I am currently writting a genetic algorithm in Haskell in which my chromosomes are rather complex structures representing executable systems.
In order for me to evaluate the fitness of my chromosomes I have to run an evolution
function which performs one computational cycle of a given system. The fitness then is calculated just by counting how many times the evolution
can be applied before there is no change in the system (in which case the system terminates).
The problem now is as follows: some systems can run infinitely long and will never terminate - I want to penalise those (by giving them little score). I could simply put a certain limit on number of steps but it does not solve another problem.
Some of my systems perform exponential computation (i.e. even for small values of evloution steps they grow to giant size) and they cause ERROR - Control stack overflow
. For human observer it is clear that they will never terminate but the algorithm has no way of knowing so it runs and crushes.
My question is: is it possible to recover from such an error? I would like my algorithm to continue running after encountering this problem and just adjusting the chromosome score accordingly.
It seems to me like the best solution would be to tell the program: "Hey, try doing this, but if you fail don't worry. I know how to handle it". However I am not even sure if that's possible. If not - are there any alternatives?

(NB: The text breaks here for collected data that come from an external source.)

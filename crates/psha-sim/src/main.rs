//! Command-line driver for single-source hazard runs.

use std::error::Error;

use clap::{Parser, Subcommand};
use commands::{
    mfd::{self, MfdArgs},
    run::{self, RunArgs},
    template::{self, TemplateArgs},
};
use tracing_subscriber::EnvFilter;

mod commands;

#[derive(Parser, Debug)]
#[command(name = "psha-sim", about = "Probabilistic seismic hazard for a single line source")]
struct Cli {
    #[command(subcommand)]
    command: Command,
}

#[derive(Subcommand, Debug)]
enum Command {
    /// Compute the rupture table and hazard curve and write them to disk.
    Run(RunArgs),
    /// Write the default configuration as YAML.
    Template(TemplateArgs),
    /// Print the magnitude bins and source rate of a configuration.
    Mfd(MfdArgs),
}

fn init_logging() {
    let filter = EnvFilter::try_from_default_env().unwrap_or_else(|_| {
        EnvFilter::new("warn,psha_sim=info,psha_hazard=info,psha_source=info,psha_gmm=info")
    });
    tracing_subscriber::fmt()
        .with_env_filter(filter)
        .with_target(false)
        .with_writer(std::io::stderr)
        .init();
}

fn main() -> Result<(), Box<dyn Error>> {
    init_logging();
    let cli = Cli::parse();
    match cli.command {
        Command::Run(args) => run::run(&args),
        Command::Template(args) => template::run(&args),
        Command::Mfd(args) => mfd::run(&args),
    }
}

This will be hard to do reliably from inside Haskell -- though under some conditions GHC will raise exceptions for these conditions. (You will need GHC 7).
import Control.Exception
If you really just want to catch stack overflows, this is possible, as this example shows:
> handle (\StackOverflow -> return Nothing) $
return . Just $! foldr (+) 0 (replicate (2^25) 1)
Nothing
Or catching any async exception (including heap exhaustion):
> handle (\(e :: AsyncException) -> print e >> return Nothing) $
return . Just $! foldr (+) 0 (replicate (2^25) 1)
stack overflow
Nothing
However, this is fragile.
Alternately, with GHC flags you can enforce maximum stack (or heap) size on a GHC-compiled process, causing it to be killed if it exceeds those limits (GHC appears to have no maximum stack limit these days).
If you compile your Haskell program with GHC (as is recommended), running it as:
$ ghc -O --make A.hs -rtsopts
the low heap limit below is enforced:
$ ./A +RTS -M1M -K1M
Heap exhausted;
This requires GHC. (Again, you shouldn't be using Hugs for this kind of work). Finally, you should ensure your programs don't use excessive stack in the first place, via profiling in GHC.

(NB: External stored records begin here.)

//! Leonard (2014) magnitude-area scaling with a mechanism-dependent depth to
//! top of rupture.
//!
//! For every magnitude on the recurrence axis the available down-dip width is
//! reduced by the along-dip part of the expected top-of-rupture depth, the
//! rupture area follows from the seismic-moment relation, and the rupture
//! length is derived from the area and a target aspect ratio (length / width).

use psha_core::errors::{ErrorInfo, PshaError, Stage};
use serde::{Deserialize, Serialize};
use tracing::debug;

use crate::fault::{FaultSource, Mechanism};
use crate::mfd::MagnitudeFrequencyModel;

/// Default rupture aspect ratio (length / width).
pub const DEFAULT_ASPECT_RATIO: f64 = 2.0;

/// Two thirds of log10 seismic moment offset (Hanks and Kanamori, 1979).
const MOMENT_OFFSET: f64 = 6.0333;
const AREA_SLOPE: f64 = 1.5;
const AREA_INTERCEPT_STRIKE_SLIP: f64 = 6.087;
const AREA_INTERCEPT_DIP_SLIP: f64 = 6.098;
const M2_PER_KM2: f64 = 1e6;

fn scaling_error(code: &str, message: impl Into<String>) -> ErrorInfo {
    ErrorInfo::new(code, message).at(Stage::Scaling)
}

fn round_km(value: f64) -> f64 {
    (value * 1e3).round() / 1e3
}

/// Expected depth to the top of rupture, in km.
pub fn top_of_rupture_depth_km(mechanism: Mechanism, magnitude: f64) -> f64 {
    let (intercept, slope, hinge) = match mechanism {
        Mechanism::Normal | Mechanism::StrikeSlip => (2.673, 1.136, 4.970),
        Mechanism::Reverse => (2.704, 1.226, 5.849),
    };
    (intercept - slope * (magnitude - hinge).max(0.0))
        .max(0.0)
        .powi(2)
}

/// Interplate rupture area in km² for `magnitude`.
pub fn rupture_area_km2(mechanism: Mechanism, magnitude: f64) -> f64 {
    let intercept = match mechanism {
        Mechanism::StrikeSlip => AREA_INTERCEPT_STRIKE_SLIP,
        Mechanism::Normal | Mechanism::Reverse => AREA_INTERCEPT_DIP_SLIP,
    };
    let area_m2 = 10f64.powf((AREA_SLOPE * (magnitude + MOMENT_OFFSET) - intercept) / AREA_SLOPE);
    area_m2 / M2_PER_KM2
}

/// Rupture dimensions derived for a single magnitude.
#[derive(Debug, Clone, Copy, PartialEq, Serialize, Deserialize)]
pub struct RuptureDimensions {
    /// Magnitude the dimensions belong to.
    pub magnitude: f64,
    /// Expected depth to top of rupture in km.
    pub z_tor_km: f64,
    /// Down-dip width left after removing the top-of-rupture offset.
    pub available_width_km: f64,
    /// Rupture area in km².
    pub area_km2: f64,
    /// Rupture length in km, never longer than the fault.
    pub length_km: f64,
    /// Whether the available width, rather than the aspect ratio, set the length.
    pub width_limited: bool,
    /// Whether the length was clipped to the fault length.
    pub clipped: bool,
}

/// Per-magnitude rupture dimensions aligned with the recurrence axis.
#[derive(Debug, Clone, PartialEq, Serialize, Deserialize)]
pub struct ScalingTable {
    /// Aspect ratio used to derive the lengths.
    pub aspect_ratio: f64,
    /// One entry per magnitude bin, in axis order.
    pub entries: Vec<RuptureDimensions>,
}

impl ScalingTable {
    /// Applies the Leonard (2014) relations to every magnitude of `mfd`.
    pub fn leonard_2014(
        fault: &FaultSource,
        mfd: &MagnitudeFrequencyModel,
        aspect_ratio: f64,
    ) -> Result<Self, PshaError> {
        if !aspect_ratio.is_finite() || aspect_ratio <= 0.0 {
            return Err(PshaError::Configuration(
                scaling_error("aspect_ratio_invalid", "aspect ratio must be positive")
                    .with_context("aspect_ratio", aspect_ratio),
            ));
        }
        let entries = mfd
            .magnitudes()
            .map(|magnitude| dimensions_for(fault, magnitude, aspect_ratio))
            .collect::<Result<Vec<_>, _>>()?;

        debug!(
            entries = entries.len(),
            width_limited = entries.iter().filter(|e| e.width_limited).count(),
            clipped = entries.iter().filter(|e| e.clipped).count(),
            "rupture scaling table built"
        );
        Ok(Self {
            aspect_ratio,
            entries,
        })
    }

    /// Rupture lengths in axis order.
    pub fn lengths(&self) -> impl ExactSizeIterator<Item = f64> + '_ {
        self.entries.iter().map(|entry| entry.length_km)
    }
}

fn dimensions_for(
    fault: &FaultSource,
    magnitude: f64,
    aspect_ratio: f64,
) -> Result<RuptureDimensions, PshaError> {
    let z_tor_km = top_of_rupture_depth_km(fault.mechanism, magnitude);
    let along_dip = if z_tor_km > fault.upper_depth_km {
        (z_tor_km - fault.upper_depth_km) / fault.dip_deg.to_radians().sin()
    } else {
        0.0
    };
    let available_width_km = (fault.width_km - along_dip).max(0.0);
    let area_km2 = rupture_area_km2(fault.mechanism, magnitude);

    // width that keeps length / width equal to the aspect ratio
    let balanced_width = (area_km2 / aspect_ratio).sqrt();
    let width_limited = available_width_km < balanced_width;
    let raw_length = if width_limited {
        if available_width_km <= 0.0 {
            return Err(PshaError::Domain(
                scaling_error(
                    "available_width_zero",
                    "top of rupture lies below the seismogenic zone",
                )
                .with_context("magnitude", magnitude)
                .with_context("z_tor_km", z_tor_km)
                .with_hint("increase the lower seismogenic depth"),
            ));
        }
        area_km2 / available_width_km
    } else {
        (area_km2 * aspect_ratio).sqrt()
    };

    let rounded = round_km(raw_length);
    let clipped = rounded > fault.length_km;
    Ok(RuptureDimensions {
        magnitude,
        z_tor_km,
        available_width_km,
        area_km2,
        length_km: if clipped { fault.length_km } else { rounded },
        width_limited,
        clipped,
    })
}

I think a general solution here is to provide a way to measure computation time, and kill it if it takes too much time. You can simply add counter to your evaluation function if it's recursive and if it drops to zero you return an error value - for example Nothing
, otherwise it's Just result
.
This approach can be implemented in other ways than explicit count parameter, for example by putting this counter into monad used by evaluation (if your code is monadic) or, impurely, by running computation in separate thread that will be killed on timeout.

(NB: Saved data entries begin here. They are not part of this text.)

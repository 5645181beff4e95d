use psha_core::errors::{ErrorInfo, PshaError, Stage};
use psha_gmm::Imt;
use serde::{Deserialize, Serialize};

/// One point of the hazard curve.
#[derive(Debug, Clone, Copy, PartialEq, Serialize, Deserialize)]
pub struct HazardPoint {
    /// Intensity threshold in the units of the curve's IMT.
    pub threshold: f64,
    /// Annual rate at which the threshold is exceeded.
    pub annual_rate: f64,
}

/// Annual exceedance rates on the threshold axis they were evaluated on.
#[derive(Debug, Clone, PartialEq, Serialize, Deserialize)]
pub struct HazardCurve {
    /// Intensity measure of the thresholds.
    pub imt: Imt,
    /// Points in threshold order.
    pub points: Vec<HazardPoint>,
}

impl HazardCurve {
    /// Thresholds in axis order.
    pub fn thresholds(&self) -> impl ExactSizeIterator<Item = f64> + '_ {
        self.points.iter().map(|point| point.threshold)
    }

    /// Annual exceedance rates in axis order.
    pub fn rates(&self) -> impl ExactSizeIterator<Item = f64> + '_ {
        self.points.iter().map(|point| point.annual_rate)
    }

    /// Number of points on the curve.
    pub fn len(&self) -> usize {
        self.points.len()
    }

    /// Returns true when the curve has no points.
    pub fn is_empty(&self) -> bool {
        self.points.is_empty()
    }

    /// Returns true when no rate exceeds the rate of a lower threshold.
    pub fn is_non_increasing(&self) -> bool {
        self.points
            .windows(2)
            .all(|pair| pair[1].annual_rate <= pair[0].annual_rate)
    }

    /// Poisson probability of at least one exceedance within `years`,
    /// `1 - exp(-rate * years)`, for every threshold.
    pub fn annual_probability(&self, years: f64) -> Result<Vec<f64>, PshaError> {
        if !years.is_finite() || years <= 0.0 {
            return Err(PshaError::Configuration(
                ErrorInfo::new("exposure_invalid", "exposure time must be positive")
                    .at(Stage::Hazard)
                    .with_context("years", years),
            ));
        }
        Ok(self
            .rates()
            .map(|rate| -(-rate * years).exp_m1())
            .collect())
    }
}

I would rather use any pure solution, since it would be more reliable.
It seems to me like the best solution would be to tell the program:
"Hey, try doing this, but if you fail don't worry. I know how to handle it"
In most languages that would be a try/catch
block. I'm not sure what the equivalent is in haskell, or even if some equivalent exists. Furthermore, I doubt that a try/catch
construct could effectively trap/handle a stack overflow condition.
But would it be possible to apply some reasonable constraints to prevent the overflow from occurring? For instance, perhaps you could set some upper-bound on the size of a system, and monitor how each system approaches the boundary from one iteration to the next. Then you could enforce a rule like "if on a single evolution
a system either exceeded its upper-bound or consumed more than 50% of the space remaining between its previous allocation and its upper-bound, that system is terminated and suffers a score penalty".
A thought on your genetic algorithm: Part of the fitness of your chromosomes is that they do not consume too many computational resources. The question you asked defines "too many resources" as crashing the runtime system. This is a rather arbitrary and somewhat random measure.
Knowing that it will add to the complexity of your evolve
function, I still would suggest that this function be made aware of the computational resources that a chromosome consumes. This allows you to fine tune when it has "eaten" too much and dies prematurely of "starvation". It might also allow you to adjust your penalty based on how rapidly the chromosome went exponential with the idea that a chromosome that is just barely exponential is more fit then one with an extremely high branching factor.